"We want to work!"
That was a comment from Mrs Christine le Tennier, who was a speaker at the 1st Olmix one-day international symposium on 'Algae - The Blue Revolution for a Sustainable Chemistry' in Pontivy, France, that received spontaneous applause from the 250-plus delegates.
"It's ridiculous not to have greater access to the shore line to produce more," she says.
While French coastal waters are some of the best in the world for cultivating algae and seaweeds, "we are having to import seaweed extracts at €20 per kg when we should be producing and exporting ourselves."
|Mrs Christine le Tennier, general manager of PDG, which produces a variety of food products from algae at the reception promoting here's and other foods from algae at the Olmix Sympodium in Pontivy, France|
"We have already lost too much time to Asia - let us work together," was her message to the audience when told there were politicians and others of influence listening.
"We have been in business 26 years and we have not had little support for our product developments."

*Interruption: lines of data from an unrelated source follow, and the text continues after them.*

//! Shutdown signal handling for the bridge server

use std::io;

use tracing::info;

/// Why the server is shutting down
#[derive(Debug, Clone, Copy, PartialEq, Eq)]
pub enum ShutdownReason {
    /// SIGINT / Ctrl+C
    Interrupt,
    /// SIGTERM
    Terminate,
}

/// Wait until the process is asked to stop
#[cfg(unix)]
pub async fn wait_for_shutdown() -> io::Result<ShutdownReason> {
    use tokio::signal::unix::{signal, SignalKind};

    let mut sigint = signal(SignalKind::interrupt())?;
    let mut sigterm = signal(SignalKind::terminate())?;

    let reason = tokio::select! {
        _ = sigint.recv() => ShutdownReason::Interrupt,
        _ = sigterm.recv() => ShutdownReason::Terminate,
    };
    info!(?reason, "Received shutdown signal");
    Ok(reason)
}

/// Wait until the process is asked to stop
#[cfg(not(unix))]
pub async fn wait_for_shutdown() -> io::Result<ShutdownReason> {
    tokio::signal::ctrl_c().await?;
    info!(reason = ?ShutdownReason::Interrupt, "Received shutdown signal");
    Ok(ShutdownReason::Interrupt)
}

She told the audience that no one of influence has paid attention to the development of new and innovative food products, such as those being produced by her company from seaweeds which she refers to as seaveg. In fact she recalled that many smiled politely in the early years when she began developing foods from algae and seaweeds which today are widely produced and consumed in Asia.
Symposium chairman Pierre Erwes acknowledged that innovation was the way forward for the algae processing industry in France and asked Mrs le Tennier for her views.
Mrs le Tennier says that to prosper the region itself had to link with successful and profitable companies and support the marketing of their products. In particular she saw an opportunity to bring together oyster and other shell fish farmers with horticultural farmers in order bring about the development of vegetable-like food products from the sea.
"Farmers on the land know how to grow plants in soil. Oyster farmers don't but they do know the seabed." The two working together could revolutionise the production of edible sea plants but to achieve that traditional barriers between the two sectors had to be abolished, she claims.
The symposium delegates were treated to a variety of 'seaveg' products at an evening reception to widespread approval.